Dataset items

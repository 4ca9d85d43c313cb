//! mDNS service advertisement and local address discovery.

use std::collections::HashMap;
use std::net::{IpAddr, Ipv4Addr};

use mdns_sd::{ServiceDaemon, ServiceInfo};
use parking_lot::Mutex;
use tracing::{debug, info, warn};

use crate::error::DiscoveryError;

/// What gets announced on the local network.
#[derive(Clone, Debug, PartialEq, Eq)]
pub struct ServiceRecord {
    pub instance_name: String,
    /// e.g. `_http._tcp`
    pub service_type: String,
    /// e.g. `local`
    pub domain: String,
    pub port: u16,
    /// Announced address; the responder also adds its interface addresses.
    pub ip: Option<Ipv4Addr>,
}

impl ServiceRecord {
    /// Fully qualified service type, `_http._tcp.local.`.
    pub fn service_domain(&self) -> String {
        format!("{}.{}.", self.service_type, self.domain)
    }

    /// Host label clients resolve, `iellaurel.local.`.
    pub fn host_name(&self) -> String {
        format!("{}.{}.", self.instance_name, self.domain)
    }
}

/// Publishes and retracts one service record.
///
/// Implementations must make `publish` a no-op while published and
/// `retract` a no-op while not.
pub trait Advertiser: Send + Sync {
    fn publish(&self, record: &ServiceRecord) -> Result<(), DiscoveryError>;
    fn retract(&self);
    fn is_published(&self) -> bool;
}

struct Published {
    daemon: ServiceDaemon,
    fullname: String,
}

/// Multicast DNS responder backed by `mdns-sd`. The daemon thread only
/// lives while a record is published.
#[derive(Default)]
pub struct MdnsAdvertiser {
    state: Mutex<Option<Published>>,
}

impl MdnsAdvertiser {
    pub fn new() -> Self {
        Self::default()
    }
}

impl Advertiser for MdnsAdvertiser {
    fn publish(&self, record: &ServiceRecord) -> Result<(), DiscoveryError> {
        let mut state = self.state.lock();
        if state.is_some() {
            debug!("mDNS record already published");
            return Ok(());
        }

        let daemon = ServiceDaemon::new().map_err(|e| DiscoveryError::Daemon(e.to_string()))?;

        let ip = record.ip.map(|ip| ip.to_string()).unwrap_or_default();
        let properties: HashMap<String, String> =
            HashMap::from([("path".to_string(), "/index.html".to_string())]);
        let service = match ServiceInfo::new(
            &record.service_domain(),
            &record.instance_name,
            &record.host_name(),
            ip.as_str(),
            record.port,
            properties,
        ) {
            Ok(service) => service.enable_addr_auto(),
            Err(e) => {
                let _ = daemon.shutdown();
                return Err(DiscoveryError::Record(e.to_string()));
            }
        };
        let fullname = service.get_fullname().to_string();

        if let Err(e) = daemon.register(service) {
            let _ = daemon.shutdown();
            return Err(DiscoveryError::Register(e.to_string()));
        }

        info!(
            fullname = %fullname,
            host = %record.host_name(),
            port = record.port,
            "mDNS service published"
        );
        *state = Some(Published { daemon, fullname });
        Ok(())
    }

    fn retract(&self) {
        let Some(published) = self.state.lock().take() else {
            return;
        };
        if let Err(e) = published.daemon.unregister(&published.fullname) {
            debug!(error = %e, "mDNS unregister failed");
        }
        if let Err(e) = published.daemon.shutdown() {
            debug!(error = %e, "mDNS daemon shutdown failed");
        }
        info!(fullname = %published.fullname, "mDNS service retracted");
    }

    fn is_published(&self) -> bool {
        self.state.lock().is_some()
    }
}

impl Drop for MdnsAdvertiser {
    fn drop(&mut self) {
        self.retract();
    }
}

/// First non-loopback IPv4 address of this host.
pub fn local_ipv4() -> Option<Ipv4Addr> {
    let interfaces = match if_addrs::get_if_addrs() {
        Ok(interfaces) => interfaces,
        Err(e) => {
            warn!(error = %e, "failed to enumerate network interfaces");
            return None;
        }
    };

    for iface in &interfaces {
        debug!(name = %iface.name, ip = %iface.ip(), loopback = iface.is_loopback(), "interface");
    }

    interfaces
        .iter()
        .filter(|iface| !iface.is_loopback())
        .find_map(|iface| match iface.ip() {
            IpAddr::V4(v4) => Some(v4),
            IpAddr::V6(_) => None,
        })
}

/// `http://<host>:<port> (http://<ip>:<port>)`, without the fallback when
/// no IP is known.
pub fn format_address(mdns_host: &str, port: u16, ip: Option<Ipv4Addr>) -> String {
    match ip {
        Some(ip) => format!("http://{mdns_host}:{port} (http://{ip}:{port})"),
        None => format!("http://{mdns_host}:{port}"),
    }
}
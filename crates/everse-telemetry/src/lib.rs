mod logging;

pub use logging::{LogQuery, LogRecord, SqliteLogLayer, SqliteLogSink};

use std::path::PathBuf;
use std::sync::Arc;

use everse_core::data_dir;
use tracing::Level;
use tracing_subscriber::layer::SubscriberExt;
use tracing_subscriber::util::SubscriberInitExt;
use tracing_subscriber::{EnvFilter, Layer};

/// Configuration for the telemetry subsystem.
#[derive(Clone, Debug)]
pub struct TelemetryConfig {
    /// Default log level. Overridden by RUST_LOG env var.
    pub log_level: Level,
    /// Per-module level overrides (e.g. "everse_server" => DEBUG).
    pub module_levels: Vec<(String, Level)>,
    /// Whether to persist warn+ logs to SQLite.
    pub log_to_sqlite: bool,
    /// Path to the log database.
    pub log_db_path: PathBuf,
}

impl Default for TelemetryConfig {
    fn default() -> Self {
        Self {
            log_level: Level::INFO,
            module_levels: Vec::new(),
            log_to_sqlite: true,
            log_db_path: data_dir().join("database/logs.db"),
        }
    }
}

impl TelemetryConfig {
    fn filter_directive(&self) -> String {
        let mut filter = self.log_level.to_string().to_lowercase();
        for (module, level) in &self.module_levels {
            filter.push_str(&format!(",{}={}", module, level.to_string().to_lowercase()));
        }
        filter
    }
}

/// Keeps the log sink alive for the lifetime of the process.
pub struct TelemetryGuard {
    log_sink: Option<Arc<SqliteLogSink>>,
}

impl TelemetryGuard {
    /// Access the log sink for querying persisted logs.
    pub fn logs(&self) -> Option<&SqliteLogSink> {
        self.log_sink.as_deref()
    }
}

/// Initialize the telemetry subsystem. Call once at startup.
///
/// Human-facing output goes to stdout, so JSON logs are written to stderr.
pub fn init_telemetry(config: TelemetryConfig) -> TelemetryGuard {
    let env_filter = EnvFilter::try_from_default_env()
        .unwrap_or_else(|_| EnvFilter::new(config.filter_directive()));

    let fmt_layer = tracing_subscriber::fmt::layer()
        .json()
        .with_target(true)
        .with_span_list(true)
        .with_writer(std::io::stderr)
        .with_filter(env_filter);

    let (sqlite_layer, sqlite_sink) = if config.log_to_sqlite {
        match SqliteLogSink::new(&config.log_db_path) {
            Ok(sink) => {
                let sink = Arc::new(sink);
                (Some(SqliteLogLayer::new(sink.clone())), Some(sink))
            }
            Err(e) => {
                eprintln!("everse-telemetry: failed to open log DB: {e}");
                (None, None)
            }
        }
    } else {
        (None, None)
    };

    // A second init (tests, embedding) keeps the first subscriber.
    let _ = tracing_subscriber::registry()
        .with(fmt_layer)
        .with(sqlite_layer)
        .try_init();

    TelemetryGuard {
        log_sink: sqlite_sink,
    }
}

### About this exercise
Go through the records above and copy each line where "ServiceRecord" is found.

### Written response
pub struct ServiceRecord {
impl ServiceRecord {
    fn publish(&self, record: &ServiceRecord) -> Result<(), DiscoveryError>;
    fn publish(&self, record: &ServiceRecord) -> Result<(), DiscoveryError> {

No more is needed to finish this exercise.